### Working data
-----
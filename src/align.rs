/// Rounds `value` up to the next multiple of 8.
///
/// Boundary tags, bucket heads and payloads are all 8-byte aligned regardless
/// of the machine word size, so the region layout is identical for every
/// process that maps it.
///
/// # Examples
///
/// ```rust
/// use shmarena::align;
///
/// assert_eq!(align!(13u64), 16);
/// assert_eq!(align!(16u64), 16);
/// ```
#[macro_export]
macro_rules! align {
  ($value:expr) => {
    ($value + 7) & !7
  };
}

/// Rounds `value` down to the previous multiple of 8.
///
/// ```rust
/// use shmarena::align_down;
///
/// assert_eq!(align_down!(4095u64), 4088);
/// ```
#[macro_export]
macro_rules! align_down {
  ($value:expr) => {
    $value & !7
  };
}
-----
Retype every entry, keeping each character as it was.

filename src/align.rs
/// Rounds `value` up to the next multiple of 8.
///
/// Boundary tags, bucket heads and payloads are all 8-byte aligned regardless
/// of the machine word size, so the region layout is identical for every
/// process that maps it.
///
/// # Examples
///
/// ```rust
/// use shmarena::align;
///
/// assert_eq!(align!(13u64), 16);
/// assert_eq!(align!(16u64), 16);
/// ```
#[macro_export]
macro_rules! align {
  ($value:expr) => {
    ($value + 7) & !7
  };
}

/// Rounds `value` down to the previous multiple of 8.
///
/// ```rust
/// use shmarena::align_down;
///
/// assert_eq!(align_down!(4095u64), 4088);
/// ```
#[macro_export]
macro_rules! align_down {
  ($value:expr) => {
    $value & !7
  };
}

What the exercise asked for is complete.